> [YOUR OBJECTIVE] Taking the listing below line by line, tally those that contain the string "Serialize". Give the total alone.

> [INFORMATION GIVEN]
──────────

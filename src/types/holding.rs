use rust_decimal::Decimal;
use serde::{Deserialize, Serialize};
use crate::types::ids::UserId;
use crate::types::price::Price;
use crate::types::quantity::Quantity;
use crate::types::symbol::Symbol;
use crate::types::timestamp::Timestamp;

/// A user's position in one symbol. A record only exists while shares are held.
#[derive(Clone, Debug, PartialEq, Serialize, Deserialize)]
pub struct Holding {
    pub user_id: UserId,
    pub symbol: Symbol,
    pub quantity: Quantity,
    pub avg_cost_basis: Decimal,
    pub updated_at: Timestamp,
}

impl Holding {
    pub fn open(user_id: UserId, symbol: Symbol, quantity: Quantity, price: Price) -> Self {
        Holding {
            user_id,
            symbol,
            quantity,
            avg_cost_basis: price.to_decimal(),
            updated_at: Timestamp::now(),
        }
    }

    pub fn view(&self) -> HoldingView {
        HoldingView {
            quantity: self.quantity.to_u64(),
            avg_cost_basis: self.avg_cost_basis,
        }
    }
}

/// What callers see per symbol in `get_holdings`.
#[derive(Clone, Copy, Debug, PartialEq, Eq, Serialize, Deserialize)]
pub struct HoldingView {
    pub quantity: u64,
    pub avg_cost_basis: Decimal,
}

──────────

> [EXERCISE RESPONSE] 3